Pinhoe on Exeter (Lab defence)
Result of council at last election (2015): Labour 29, Conservatives 10, Liberal Democrats 1 (Labour majority of 18)
Result of ward at last election (2012): Labour 1,022 (48%), Conservatives 742 (35%), United Kingdom Independence Party 240 (11%), Liberal Democrats 69 (3%), Green Party 68 (3%)
Candidates duly nominated: David Harvey (Lab), John Moreman (Green), Geoffrey Payne (Lib Dem), Alison Sheridan (UKIP), David Smith (Ind), Cynthia Thompson (Con)
At the election in the South West, there was a 0.71% swing from Labour to Conservative. That swing, if applied uniformly across the South West, would not have seen any changes for Labour but would have made Plymouth, Moor View highly vulnerable (Con GAIN) and Exeter enter into the “too close to call” class. So the fact that Ben Bradshaw (part of the Labour intake in 1997) not only managed to hold Exeter but saw his majority increase to 7,183 from 2,721 on a 4% swing from Con to Lab, suggests that the Labour Party in Exeter were clearly doing something very right thus making the chances of either the Conservatives or UKIP gaining this seat very small.
Nuneaton, Whitestone on Warwickshire (Con defence)
Result of council at last election (2013): Conservatives 26, Labour 22, Liberal Democrats 9, Green 2, Independent 1, Ratepayers 1, Stratford Independents 1 (No Overall Control, Conservatives short by 6)

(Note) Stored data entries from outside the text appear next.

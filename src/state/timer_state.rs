//! Timer state, observable snapshot and transition events

use chrono::{DateTime, Utc};
use serde::{Deserialize, Serialize};

use super::duration::TimerDuration;

/// Lifecycle state of the countdown
#[derive(Debug, Clone, Copy, Default, PartialEq, Eq, Serialize, Deserialize)]
#[serde(rename_all = "lowercase")]
pub enum TimerState {
    #[default]
    Idle,
    Running,
    Paused,
}

impl TimerState {
    /// Check if a countdown is in flight
    pub fn is_running(&self) -> bool {
        matches!(self, Self::Running)
    }
}

/// Everything a display needs to render the timer
#[derive(Debug, Clone, Default, PartialEq, Eq, Serialize, Deserialize)]
pub struct TimerSnapshot {
    pub hours: u64,
    pub minutes: u64,
    pub seconds: u64,
    pub state: TimerState,
    pub started: bool,
    /// Last reported milliseconds left of the active run
    pub remaining_ms: Option<u64>,
    pub deadline: Option<DateTime<Utc>>,
}

impl TimerSnapshot {
    pub fn duration(&self) -> TimerDuration {
        TimerDuration::new(self.hours, self.minutes, self.seconds)
    }
}

/// Transition notifications published by the countdown task
#[derive(Debug, Clone, PartialEq, Eq, Serialize, Deserialize)]
#[serde(tag = "type", rename_all = "snake_case")]
pub enum TimerEvent {
    Started {
        run_id: u64,
        total_ms: u64,
        deadline: DateTime<Utc>,
    },
    Tick {
        run_id: u64,
        remaining_ms: u64,
    },
    Paused {
        run_id: u64,
        remaining_ms: Option<u64>,
    },
    Extended {
        run_id: u64,
        total_ms: u64,
        deadline: DateTime<Utc>,
    },
    Expired {
        run_id: u64,
        total_ms: u64,
        at: DateTime<Utc>,
    },
    Cleared,
}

Result of ward at last election (2013): Conservatives 1,173 (53%), Labour 697 (31%), Green Party 348 (16%)
Candidates duly nominated: Andrew Chrichton (Lab), Mick Ludford (Green), Jeff Morgan (Con), Alwyn Waine (UKIP)
The Whitestone area of Nuneaton is by far the the strongest of the Conservative wards in the district at the county level. Across Nuneaton as a whole in 2005, Labour had a vote lead of just 26 votes (Lab 4, Con 3) which was completely overturned in 2009 into a Conservative lead of 19% (with one net Con gain) thanks in part to the BNP polling 13% and the Greens 13% but in 2013 although Labour once again polled the majority of votes, they only had a 443 vote lead (with the BNP collapsing to just 2% but the Greens increasing to 19% and picking up Weddington on a 27% swing from Con) suggesting that it could well be the Greens who have the ability to spring a suprise on the Conservatives.